Mostly known for his work as a rocker, Haynes shows off his Americana side in just as seamlessly a manner.
Warren Haynes
Ashes & Dust
Concord
2015-07-24

As renowned for his electric guitar work in fellowship with strong Southern rock outlets like his Gov’t Mule and the Allman Brothers Band before it, as well as for his stints touring with the Grateful Dead and various other extensions of the rock world and its sub-branches that he’s had throughout a very distinguished 35 years, Warren Haynes is more of a chameleon paving his way across a myriad of branches across the musical tree than many give him credit for. He’s delved “neck-deep” into the workings of the acoustic guitar enough to call the electric’s more traditionally Americana-oriented cousin as much of a relative to his handiwork as any, with his live rendition of Radiohead’s “Lucky” flipped into an acoustic performance garnering cult attention since the first time he’d delivered it to an audience over a decade ago. It’s with that in mind that the full forward extension into the acoustic playing field that he displays in his latest studio offering, Ashes & Dust, comes as less of a surprise or reinvention than it does a pleasant dive into an already well-documented “other side” to the Mule co-founder.

Haynes doesn’t go it alone into the broad Americana expanse, however, opting instead to recruit the assistance of New Jersian newgrass band Railroad Earth to offer their expertise to the project as he spreads his wings across a countrified setting for the first time across a full-length. The influence of the accompanying band is palpable from the get-go, with opening track “Is It Me or You” bringing a studied introspection to the more intrinsic grit brought on by Haynes’s decades of experience drenched in rock and blues.

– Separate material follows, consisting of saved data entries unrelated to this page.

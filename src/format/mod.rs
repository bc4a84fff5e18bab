pub mod sanitize;

pub use sanitize::{escape_attribute, escape_text, sanitize_html};

use crate::constant::{ALLOWED_TAGS, DEFAULT_READ_MORE_LABEL, DEFAULT_SOURCE_LABEL, MAX_BODY_CHARS};

/// Builds the channel post for one article. Title, source and body are plain
/// text and are escaped before they are framed in markup.
#[derive(Debug, Clone)]
pub struct MessageFormatter {
    max_body_chars: usize,
    source_label: String,
    read_more_label: String,
}

impl Default for MessageFormatter {
    fn default() -> Self {
        Self::new(MAX_BODY_CHARS, DEFAULT_SOURCE_LABEL, DEFAULT_READ_MORE_LABEL)
    }
}

impl MessageFormatter {
    pub fn new(max_body_chars: usize, source_label: &str, read_more_label: &str) -> Self {
        Self {
            max_body_chars,
            source_label: source_label.to_string(),
            read_more_label: read_more_label.to_string(),
        }
    }

    pub fn format(&self, title: &str, source: &str, content: &str, link: &str) -> String {
        let body = truncate_chars(content, self.max_body_chars);

        let mut message = String::with_capacity(body.len() + 256);
        message.push_str("<b><u>");
        escape_text(title, &mut message);
        message.push_str("</u></b>\n<i>");
        escape_text(&self.source_label, &mut message);
        message.push_str(": ");
        escape_text(source, &mut message);
        message.push_str("</i>\n\n");
        escape_text(body, &mut message);
        message.push_str("\n<a href=\"");
        escape_attribute(link, &mut message);
        message.push_str("\">");
        escape_text(&self.read_more_label, &mut message);
        message.push_str("</a>");

        sanitize_html(&message, ALLOWED_TAGS)
    }
}

/// Hard cutoff at `max` characters. Never splits a multi-byte character.
pub fn truncate_chars(s: &str, max: usize) -> &str {
    match s.char_indices().nth(max) {
        Some((idx, _)) => &s[..idx],
        None => s,
    }
}

#[cfg(test)]
mod tests {
    use super::*;

    const LINK: &str = "https://lenta.ru/news/1/";

    fn formatter() -> MessageFormatter {
        MessageFormatter::new(MAX_BODY_CHARS, "Source", "Read more")
    }

    /// Character count of everything the formatter adds around the body.
    fn frame_len(title: &str, source: &str) -> usize {
        formatter().format(title, source, "", LINK).chars().count()
    }

    #[test]
    fn test_layout() {
        let message = formatter().format("Headline", "lenta.ru", "Body text.", LINK);
        assert_eq!(
            message,
            "<b><u>Headline</u></b>\n<i>Source: lenta.ru</i>\n\nBody text.\n<a href=\"https://lenta.ru/news/1/\">Read more</a>"
        );
    }

    #[test]
    fn test_body_never_exceeds_budget() {
        let frame = frame_len("Headline", "lenta.ru");

        for len in [0, MAX_BODY_CHARS - 1, MAX_BODY_CHARS, MAX_BODY_CHARS + 1000] {
            let content = "ж".repeat(len);
            let message = formatter().format("Headline", "lenta.ru", &content, LINK);
            let body_len = message.chars().count() - frame;

            assert_eq!(body_len, len.min(MAX_BODY_CHARS), "content length {len}");
        }
    }

    #[test]
    fn test_truncate_chars_counts_characters_not_bytes() {
        assert_eq!(truncate_chars("привет", 3), "при");
        assert_eq!(truncate_chars("abc", 3), "abc");
        assert_eq!(truncate_chars("abc", 10), "abc");
        assert_eq!(truncate_chars("", 0), "");
    }

    #[test]
    fn test_angle_bracket_in_body_keeps_text_and_footer() {
        let message = formatter().format("Title", "lenta.ru", "Inflation fell to x <y% by spring", LINK);
        assert_eq!(
            message,
            "<b><u>Title</u></b>\n<i>Source: lenta.ru</i>\n\nInflation fell to x &lt;y% by spring\n<a href=\"https://lenta.ru/news/1/\">Read more</a>"
        );
    }

    #[test]
    fn test_angle_bracket_in_title_stays_in_header() {
        let message = formatter().format("Rates a<b rise", "lenta.ru", "Body.", LINK);
        assert!(message.starts_with("<b><u>Rates a&lt;b rise</u></b>\n<i>Source: lenta.ru</i>"));
        assert!(message.ends_with("<a href=\"https://lenta.ru/news/1/\">Read more</a>"));
    }

    #[test]
    fn test_markup_in_plain_text_is_shown_literally() {
        let message = formatter().format("T", "s", "<script><b>X</b></script> & co", LINK);
        assert!(message.contains("&lt;script&gt;&lt;b&gt;X&lt;/b&gt;&lt;/script&gt; &amp; co"));
        assert!(!message.contains("<script"));
    }

    #[test]
    fn test_link_is_attribute_escaped() {
        let message = formatter().format("T", "s", "b", "https://a.example/?q=\"x\"&r=1");
        assert!(message.ends_with("<a href=\"https://a.example/?q=&quot;x&quot;&amp;r=1\">Read more</a>"));
    }
}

An entwinement of violin and mandolin, courtesy of Tim Carbone and John Skehan, respectively, grace the track especially well with an eloquence that melds in astoundingly fitting manner with a blazing deliverance of the electric guitar work.

Haynes’s most forthright sonic staple hasn’t left the framework of the album entirely, actually making an appearance on most of the tracks which Ashes & Dust is comprised of. It’s not in the sheer impressiveness of the electric delivery or the acoustic on its own that makes the sound something special and unique to Haynes’s portfolio, but rather in how well it all melds together into its own entity. Any piece showcasing the electric side of the ensemble is toned to a point that it doesn’t overpower the record as a showpiece item, but rather mixes itself in with the bevy of acoustic instruments to an astoundingly proper degree. “Stranded in Self-Pity” is a good example of this, offering enough work on dobro and electric guitar to not keep it too alienated from Haynes’s overarching work, but with a fine mix of acoustic and electric to drive it into a realm of vaudevillian instrumentation, with some brass joining the electric guitar and violin on the bridge for one bluesy declaration.

After a fairly straightforward cover of Fleetwood Mac’s “Gold Dust Woman” featuring an impeccable duet with Grace Potter (a staple for longtime fans of each, having had appeared on their setlist rotation as a duo performance for some time now) the lush acousti-rock sentiment of “Beat Down the Dust”, and the extensive blues-grass of “Spots of Time”, the album has its highest point in “Hallelujah Boulevard”. Haynes and Railroad Earth introduce the track with a tentative, brooding instrumental checkup, which would prototypically embrace the opening of a tremendous rock-out, before throwing a curveball and evolving the playing out of the song as a nostalgic ballad. Someone most widely known by a wide margin for his work as a rocker, Haynes shows off his Americana side in just as seamlessly great a manner as he had any other performance in the past. In doing so, he simultaneously proves his prowess as a competent musician given any platform to toy with, and that labels in the first place might just be rather confounded.